DIRECTIONS.
For each line of the data below, copy it if it holds the word "filename".

INFORMATION.
//! HID keyboard report encoding.
//!
//! Maps key names to USB HID usage IDs and writes boot-protocol reports to a
//! gadget character device. Used directly by the device dispatcher and by the
//! `gadget` subcommand, which speaks the `hid-gadget` line protocol.

pub mod gadget;
pub mod keyboard;
pub mod usage;

pub use keyboard::{KeyboardReport, ReportWriter};

use thiserror::Error;

/// Errors raised while building or writing reports.
#[derive(Debug, Error)]
pub enum ReportError {
    #[error("no HID usage for key {0:?}")]
    UnknownKey(String),

    #[error("unknown modifier option {0:?}")]
    UnknownOption(String),

    #[error("line names no key")]
    EmptyLine,

    #[error("failed to write report: {0}")]
    Io(#[from] std::io::Error),
}
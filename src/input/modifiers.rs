//! Keyboard modifier state carried by a key token.

/// Modifier keys held while a token is sent.
///
/// Only shift is ever produced by translation; it is the one modifier needed
/// to reach the upper row of a US layout.
#[derive(Debug, Clone, Copy, Default, PartialEq, Eq, Hash)]
pub struct Modifiers {
    /// Shift key pressed
    pub shift: bool,
}

impl Modifiers {
    /// No modifiers held.
    pub const NONE: Self = Self { shift: false };

    /// Shift held.
    pub const SHIFT: Self = Self { shift: true };
}
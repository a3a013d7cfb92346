//! Security context discovery.

use super::types::ProvisionError;

/// The MLS level of the application's security context, e.g.
/// `:s0:c512,c768`.
///
/// App processes are confined to their categories, so the device node has to
/// carry the same level to be usable.
#[derive(Debug, Clone, PartialEq, Eq)]
pub struct SecurityContext {
    level: String,
}

impl SecurityContext {
    pub fn level(&self) -> &str {
        &self.level
    }

    /// Label for a device node of `device_type` at this level.
    pub fn device_label(&self, device_type: &str) -> String {
        format!("u:object_r:{}{}", device_type, self.level)
    }
}

/// Extracts the security level from `stat -c %C` output.
///
/// The level starts at the first `:s0` and runs to the end of the context
/// (`u:object_r:app_data_file:s0:c512,c768` yields `:s0:c512,c768`). Output
/// without a level, or output that is nothing but the level, is rejected.
pub fn parse_context(output: &str) -> Result<SecurityContext, ProvisionError> {
    let parse_failed = || ProvisionError::ContextParseFailed {
        output: output.to_string(),
    };

    let start = output.find(":s0").ok_or_else(parse_failed)?;
    let level = output[start..]
        .split_whitespace()
        .next()
        .ok_or_else(parse_failed)?;

    if level == output {
        return Err(parse_failed());
    }

    Ok(SecurityContext {
        level: level.to_string(),
    })
}
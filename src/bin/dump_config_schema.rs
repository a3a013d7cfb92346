use anyhow::Result;

fn main() -> Result<()> {
    let schema = usb_hid_client::Config::json_schema();
    println!("{}", serde_json::to_string_pretty(&schema)?);
    Ok(())
}
//! Configuration type definitions.

use super::enums::DispatchMode;
use schemars::JsonSchema;
use serde::{Deserialize, Serialize};
use std::path::PathBuf;

/// Gadget device settings.
#[derive(Debug, Clone, PartialEq, Serialize, Deserialize, JsonSchema)]
pub struct DeviceConfig {
    /// Keyboard gadget character device
    #[serde(default = "default_keyboard_path")]
    pub keyboard_path: PathBuf,
}

impl Default for DeviceConfig {
    fn default() -> Self {
        Self {
            keyboard_path: default_keyboard_path(),
        }
    }
}

/// Privileged shell settings.
///
/// Every privileged operation starts `program` with `args` and feeds it
/// command lines on stdin.
#[derive(Debug, Clone, PartialEq, Serialize, Deserialize, JsonSchema)]
pub struct ShellConfig {
    /// Program that provides a root shell (e.g. "su")
    #[serde(default = "default_shell_program")]
    pub program: String,

    /// Extra arguments passed to the program
    #[serde(default)]
    pub args: Vec<String>,

    /// Seconds before a privileged session is killed (valid range: 1 - 300)
    #[serde(default = "default_timeout_secs")]
    pub timeout_secs: u64,
}

impl Default for ShellConfig {
    fn default() -> Self {
        Self {
            program: default_shell_program(),
            args: Vec::new(),
            timeout_secs: default_timeout_secs(),
        }
    }
}

/// Device provisioning settings.
#[derive(Debug, Clone, PartialEq, Serialize, Deserialize, JsonSchema)]
pub struct ProvisionConfig {
    /// Directory the gadget scripts are deployed to
    #[serde(default = "default_work_dir")]
    pub work_dir: PathBuf,

    /// Path whose security context identifies this application.
    /// Defaults to `work_dir` when unset.
    #[serde(default)]
    pub context_path: Option<PathBuf>,

    /// Command that patches the live security policy
    #[serde(default = "default_policy_tool")]
    pub policy_tool: String,

    /// Domain granted access to the device node
    #[serde(default = "default_policy_domain")]
    pub policy_domain: String,

    /// Security type used when relabeling the device node
    #[serde(default = "default_device_type")]
    pub device_type: String,

    /// How long to wait for the device to appear, in milliseconds (valid range: 100 - 60000)
    #[serde(default = "default_device_wait_ms")]
    pub device_wait_ms: u64,

    /// Interval between existence checks, in milliseconds (valid range: 10 - 5000)
    #[serde(default = "default_device_poll_ms")]
    pub device_poll_ms: u64,
}

impl Default for ProvisionConfig {
    fn default() -> Self {
        Self {
            work_dir: default_work_dir(),
            context_path: None,
            policy_tool: default_policy_tool(),
            policy_domain: default_policy_domain(),
            device_type: default_device_type(),
            device_wait_ms: default_device_wait_ms(),
            device_poll_ms: default_device_poll_ms(),
        }
    }
}

/// Keystroke dispatch settings.
#[derive(Debug, Clone, PartialEq, Serialize, Deserialize, JsonSchema)]
pub struct DispatchConfig {
    /// How keys reach the gadget: through the backend in a root shell, or by
    /// writing reports to the device directly
    #[serde(default)]
    pub mode: DispatchMode,

    /// Backend program invoked as `<backend> <device> keyboard`
    #[serde(default = "default_backend")]
    pub backend: String,
}

impl Default for DispatchConfig {
    fn default() -> Self {
        Self {
            mode: DispatchMode::default(),
            backend: default_backend(),
        }
    }
}

fn default_keyboard_path() -> PathBuf {
    PathBuf::from("/dev/hidg0")
}

fn default_shell_program() -> String {
    "su".to_string()
}

fn default_timeout_secs() -> u64 {
    10
}

fn default_work_dir() -> PathBuf {
    dirs::data_dir()
        .unwrap_or_else(std::env::temp_dir)
        .join("usb-hid-client")
}

fn default_policy_tool() -> String {
    "magiskpolicy --live".to_string()
}

fn default_policy_domain() -> String {
    "untrusted_app".to_string()
}

fn default_device_type() -> String {
    "device".to_string()
}

fn default_device_wait_ms() -> u64 {
    5000
}

fn default_device_poll_ms() -> u64 {
    200
}

fn default_backend() -> String {
    "hid-gadget".to_string()
}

ANSWER TO THE PROBLEM.
filename src/input/modifiers.rs
filename src/bin/dump_config_schema.rs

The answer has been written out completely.